## Assignment
List all the lines in these records that hold "CreationWizard".

## Data to examine

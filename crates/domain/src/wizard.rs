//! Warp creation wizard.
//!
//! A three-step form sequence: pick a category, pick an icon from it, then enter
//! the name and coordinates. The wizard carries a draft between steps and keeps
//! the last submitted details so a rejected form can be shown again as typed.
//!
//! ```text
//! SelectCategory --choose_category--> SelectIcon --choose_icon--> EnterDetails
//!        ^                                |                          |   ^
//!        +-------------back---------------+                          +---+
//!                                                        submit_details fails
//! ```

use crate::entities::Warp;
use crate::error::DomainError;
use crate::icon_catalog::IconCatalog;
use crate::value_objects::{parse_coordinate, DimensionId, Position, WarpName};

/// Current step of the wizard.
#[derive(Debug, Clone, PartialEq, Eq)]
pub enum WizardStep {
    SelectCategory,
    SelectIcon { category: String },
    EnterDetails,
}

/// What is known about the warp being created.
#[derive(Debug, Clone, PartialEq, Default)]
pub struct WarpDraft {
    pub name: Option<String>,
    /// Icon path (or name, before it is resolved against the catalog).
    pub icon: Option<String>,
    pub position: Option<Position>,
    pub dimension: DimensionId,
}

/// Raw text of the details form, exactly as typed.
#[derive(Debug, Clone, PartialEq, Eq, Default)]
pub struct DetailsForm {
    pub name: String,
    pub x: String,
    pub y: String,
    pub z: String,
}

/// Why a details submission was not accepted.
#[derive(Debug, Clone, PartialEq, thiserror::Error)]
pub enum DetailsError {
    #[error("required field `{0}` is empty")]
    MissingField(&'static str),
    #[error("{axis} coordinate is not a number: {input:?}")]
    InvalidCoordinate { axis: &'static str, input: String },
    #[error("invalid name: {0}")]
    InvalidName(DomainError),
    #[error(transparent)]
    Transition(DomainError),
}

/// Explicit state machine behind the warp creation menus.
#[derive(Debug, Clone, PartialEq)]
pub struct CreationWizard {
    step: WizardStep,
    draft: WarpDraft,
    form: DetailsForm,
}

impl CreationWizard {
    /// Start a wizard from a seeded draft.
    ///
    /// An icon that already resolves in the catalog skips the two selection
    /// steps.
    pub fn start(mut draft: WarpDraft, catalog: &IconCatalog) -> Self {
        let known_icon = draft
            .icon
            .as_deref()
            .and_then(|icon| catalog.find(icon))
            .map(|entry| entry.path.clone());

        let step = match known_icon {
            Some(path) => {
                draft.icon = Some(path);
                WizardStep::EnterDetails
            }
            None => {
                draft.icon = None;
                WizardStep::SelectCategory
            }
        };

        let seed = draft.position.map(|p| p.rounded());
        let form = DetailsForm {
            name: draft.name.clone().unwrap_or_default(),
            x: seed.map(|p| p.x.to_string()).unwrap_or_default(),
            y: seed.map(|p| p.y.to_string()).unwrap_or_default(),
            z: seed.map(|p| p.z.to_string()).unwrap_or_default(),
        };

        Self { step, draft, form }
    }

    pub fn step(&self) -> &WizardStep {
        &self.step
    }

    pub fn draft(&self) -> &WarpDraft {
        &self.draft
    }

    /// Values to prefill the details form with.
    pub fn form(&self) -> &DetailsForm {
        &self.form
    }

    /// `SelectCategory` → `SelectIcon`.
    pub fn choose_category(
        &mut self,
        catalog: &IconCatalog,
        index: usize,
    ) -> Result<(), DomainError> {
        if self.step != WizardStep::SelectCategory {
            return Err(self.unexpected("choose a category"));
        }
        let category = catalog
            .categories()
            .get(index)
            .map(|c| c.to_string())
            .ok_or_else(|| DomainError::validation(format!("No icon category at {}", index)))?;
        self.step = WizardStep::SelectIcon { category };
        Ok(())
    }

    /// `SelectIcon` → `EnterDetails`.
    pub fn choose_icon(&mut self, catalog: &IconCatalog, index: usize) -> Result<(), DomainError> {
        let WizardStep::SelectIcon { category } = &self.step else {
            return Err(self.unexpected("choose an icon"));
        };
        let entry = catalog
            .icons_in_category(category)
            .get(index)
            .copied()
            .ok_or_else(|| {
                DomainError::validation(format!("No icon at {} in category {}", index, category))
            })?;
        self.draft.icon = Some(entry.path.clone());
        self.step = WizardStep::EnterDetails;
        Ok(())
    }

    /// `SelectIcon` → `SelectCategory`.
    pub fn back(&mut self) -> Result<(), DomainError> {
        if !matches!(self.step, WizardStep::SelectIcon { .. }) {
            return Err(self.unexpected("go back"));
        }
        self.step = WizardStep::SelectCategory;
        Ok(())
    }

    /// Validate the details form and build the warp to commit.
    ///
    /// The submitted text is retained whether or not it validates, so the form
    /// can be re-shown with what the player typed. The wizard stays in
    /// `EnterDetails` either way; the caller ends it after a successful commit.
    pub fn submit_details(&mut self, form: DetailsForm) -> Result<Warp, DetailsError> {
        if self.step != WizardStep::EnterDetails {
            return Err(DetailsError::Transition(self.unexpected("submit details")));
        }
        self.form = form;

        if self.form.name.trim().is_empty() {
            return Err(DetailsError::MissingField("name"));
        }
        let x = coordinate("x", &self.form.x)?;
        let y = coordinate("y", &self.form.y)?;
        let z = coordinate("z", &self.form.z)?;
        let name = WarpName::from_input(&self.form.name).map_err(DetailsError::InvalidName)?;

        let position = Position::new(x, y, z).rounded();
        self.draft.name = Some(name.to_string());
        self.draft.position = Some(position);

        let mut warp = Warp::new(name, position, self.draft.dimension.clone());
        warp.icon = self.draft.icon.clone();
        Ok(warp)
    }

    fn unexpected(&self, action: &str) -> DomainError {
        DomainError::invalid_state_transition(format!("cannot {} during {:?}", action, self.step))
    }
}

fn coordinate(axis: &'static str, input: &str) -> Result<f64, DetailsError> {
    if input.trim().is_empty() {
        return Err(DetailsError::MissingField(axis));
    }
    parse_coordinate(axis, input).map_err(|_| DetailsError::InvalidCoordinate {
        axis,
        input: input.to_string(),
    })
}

## Task solution
pub struct CreationWizard {
impl CreationWizard {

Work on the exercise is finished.